La sufridera

“¡Faltan menos de tres minutos!”, exclamaba Fernando Marcos. “Ustedes, al ver esta película, ya sabrán lo que ocurrió en estos tres minutos. Compadézcanme a mí, que yo no lo sé, y quisiera estar en el lugar de ustedes, ya sabiéndolo”.

“¡Faltan menos de tres minutos!”, exclamaba Fernando Marcos. “Ustedes, al ver esta película, ya sabrán lo que ocurrió en estos tres minutos. Compadézcanme a mí, que yo no lo sé, y quisiera estar en el lugar de ustedes, ya sabiéndolo”.

Era el domingo 3 de junio de 1962. En el estadio Sauzalito de Viña del Mar se vivían los momentos decisivos del partido entre México y España. No habían caído goles, pero el partido había resultado, hasta ese momento, “extraordinariamente emotivo”.

Por momentos, según Marcos, “hombres que valen millones de pesos” se veían totalmente desarticulados frente a la “recia y limpia defensa mexicana”, que llevaban a su cargo Jesús del Muro, Guillermo El Tigre Sepúlveda e Ignacio El Gallo Jáuregui.

No existía la transmisión en vivo. Un helicóptero iba al estadio por el material fílmico, y lo llevaba al aeropuerto a fin de que el público mexicano pudiera ver los partidos, en blanco y negro, al día siguiente.

El portero de México, Antonio La Tota Carbajal, que participó en cinco copas mundiales, lo que significaba 20 años de recuerdos, sostuvo que aquel partido fue el peor, el más desgarrador de su vida.

Los segundos se consumían. Héctor Hernández voló un balón que solo habría tenido que empujar al marco: “¡Creo que se nos ha ido la victoria!”, bramó Fernando Marcos a punto del infarto.

El entrenador Nacho Trelles había tenido que alinear de emergencia al Gallo Jáuregui porque, según una nota del periódico El Informador, el defensa izquierdo José El Jamaicón Villegas era “víctima, al parecer, de una fuerte nostalgia”.

Los demás estaban dejando el alma en el campo.

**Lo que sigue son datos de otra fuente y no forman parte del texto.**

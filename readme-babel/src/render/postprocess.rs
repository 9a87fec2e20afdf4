//! Passes over the rendered tree
//!
//! Each pass is a plain function over the node model so it can be tested on hand-built trees.
//! [`apply`] runs them in their fixed order.

use super::preprocess::BADGE_CONTAINER;
use super::{CodeBlockStyle, RenderOptions};
use crate::blocks::badge::looks_like_badge;
use crate::blocks::AlertKind;
use crate::dom::{Element, Node};
use once_cell::sync::Lazy;
use regex::Regex;

static LANGUAGE_CLASS: Lazy<Regex> =
    Lazy::new(|| Regex::new(r"language-([\w#+-]+)").expect("valid language class pattern"));

pub fn apply(root: &mut Element, options: &RenderOptions) {
    promote_badge_containers(root);
    style_badge_images(root, &options.badge_markers);
    style_centered_blocks(root);
    if options.external_links_new_tab {
        harden_external_links(root);
    }
    style_code_blocks(root, &options.code_block);
    tag_alerts(root);
}

fn no_wrap(el: &mut Element) {
    el.set_style("white-space", "nowrap");
    el.set_style("overflow-x", "auto");
}

/// Unwrap badge-container spans, moving the class and no-wrap styling to their parent.
pub fn promote_badge_containers(el: &mut Element) {
    for child in el.children.iter_mut() {
        if let Node::Element(child) = child {
            promote_badge_containers(child);
        }
    }

    let is_marker = |node: &Node| {
        node.as_element()
            .is_some_and(|e| e.is("span") && e.has_class(BADGE_CONTAINER))
    };
    if !el.children.iter().any(is_marker) {
        return;
    }

    let children = std::mem::take(&mut el.children);
    for child in children {
        match child {
            Node::Element(span) if span.is("span") && span.has_class(BADGE_CONTAINER) => {
                el.children.extend(span.children)
            }
            other => el.children.push(other),
        }
    }
    el.add_class(BADGE_CONTAINER);
    no_wrap(el);
}

fn is_badge_image<S: AsRef<str>>(el: &Element, markers: &[S]) -> bool {
    el.is("img")
        && (el.attr("src").is_some_and(|src| looks_like_badge(src, markers))
            || el.attr("alt").is_some_and(|alt| looks_like_badge(alt, markers)))
}

/// Badge images sit inline on one row; their paragraph does not wrap.
pub fn style_badge_images<S: AsRef<str>>(root: &mut Element, markers: &[S]) {
    root.walk_mut(&mut |el| {
        if el.is("img") && is_badge_image(el, markers) {
            el.set_style("display", "inline-block");
            el.set_style("vertical-align", "middle");
            el.set_style("margin", "0 4px");
        } else if el.is("p") {
            let holds_badge = el.child_elements().any(|child| {
                is_badge_image(child, markers)
                    || (child.is("a") && child.child_elements().any(|c| is_badge_image(c, markers)))
            });
            if holds_badge {
                no_wrap(el);
            }
        }
    });
}

/// Centered divs get vertical breathing room.
pub fn style_centered_blocks(root: &mut Element) {
    root.walk_mut(&mut |el| {
        let centered = el
            .style("text-align")
            .is_some_and(|align| align.eq_ignore_ascii_case("center"));
        if el.is("div") && centered {
            el.set_style("text-align", "center");
            el.set_style("margin", "1em 0");
        }
    });
}

/// External links open in a new tab without handing over `window.opener`.
pub fn harden_external_links(root: &mut Element) {
    root.walk_mut(&mut |el| {
        let external = el
            .attr("href")
            .is_some_and(|href| href.trim_start().to_ascii_lowercase().starts_with("http"));
        if el.is("a") && external {
            el.set_attr("target", "_blank");
            el.set_attr("rel", "noopener noreferrer");
        }
    });
}

/// Dark code-block styling and a `data-language` attribute taken from the code's class.
pub fn style_code_blocks(root: &mut Element, style: &CodeBlockStyle) {
    root.walk_mut(&mut |el| {
        if !el.is("pre") {
            return;
        }
        el.set_style("background-color", &style.background);
        el.set_style("padding", &style.padding);
        el.set_style("border-radius", &style.border_radius);
        el.set_style("overflow", "auto");

        let language = el
            .child_elements()
            .find(|child| child.is("code"))
            .and_then(|code| code.attr("class"))
            .and_then(|class| LANGUAGE_CLASS.captures(class))
            .and_then(|caps| caps.get(1))
            .map(|m| m.as_str().to_string());
        if let Some(language) = language {
            el.set_attr("data-language", language);
        }
    });
}

/// Blockquotes opening with `[!NOTE]` … `[!CAUTION]` become alert blocks.
pub fn tag_alerts(root: &mut Element) {
    root.walk_mut(&mut |el| {
        if !el.is("blockquote") {
            return;
        }
        if let Some(kind) = AlertKind::detect(&el.text_content()) {
            el.add_class("github-alert");
            el.add_class(&format!("github-alert-{kind}"));
            el.set_attr("data-type", kind.as_str());
        }
    });
}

En el último minuto –cuando México se hallaba a punto de conseguir un empate que le habría valido para pasar por primera vez en la historia a cuartos de final–, un ataque mexicano se estrelló en el área española y el balón cayó a los pies de Paco Gento, el imparable huracán del Real Madrid, al que apodaban La Galerna del Cantábrico.

La Galerna del Cantábrico se desbordó por la banda izquierda. No apareció Del Muro. Recordó La Tota Carbajal:

“Trelles nos había dicho: ‘Si el resultado es favorable y se acerca el final, hagan un faul y dejen que se agote el tiempo’. Se vino Gento con el balón desde el área española, y nadie pudo faulearlo: se le fue a Raúl Cárdenas, se le fue al Tigre Sepúlveda, y luego mandó un centro. Yo le grité al Gallo Jáuregui que dejara pasar el balón, pero Jáuregui, con el deseo de alejar el peligro, lo puso de un mal cabezazo en los pies de (Joaquín) Peiró, y este me acribilló. Faltaban 30 segundos para el final”.

“¡Duele el alma que esto haya ocurrido!”, volvió a exclamar Fernando Marcos.

La prensa informó al día siguiente que el vestidor de México tenía un aspecto desolador, al que acentuaba una imagen de la Virgen de Guadalupe con dos velas encendidas.

Jasso, Carbajal y Del Muro lloraban. La Tota declaró: “El gol no fue de Peiró, fue un autogol de Jáuregui”.

“Durante mucho tiempo seguí revolcándome de rabia al recordar ese partido”.

En 32 años de mundiales, México contaba solo un con empate. Todo lo demás eran derrotas. En Chile 62 obtuvo su primera victoria (3-1 sobre Checoslovaquia) y estuvo a punto de pasar a cuartos de final.

Una jugada genial de Gento, atravesando el campo de punta a punta, lo impidió.

La Ráfaga del Cantábrico murió hace unos días, a los 88 años, convertido en uno de los grandes mitos del futbol. Entre la lista colosal de logros del mejor extremo izquierdo del mundo, ningún diario lo mencionó, se encuentra haber inaugurado entre nosotros un momento que se repite cada cuatro años, y se conoce como “la sufridera”.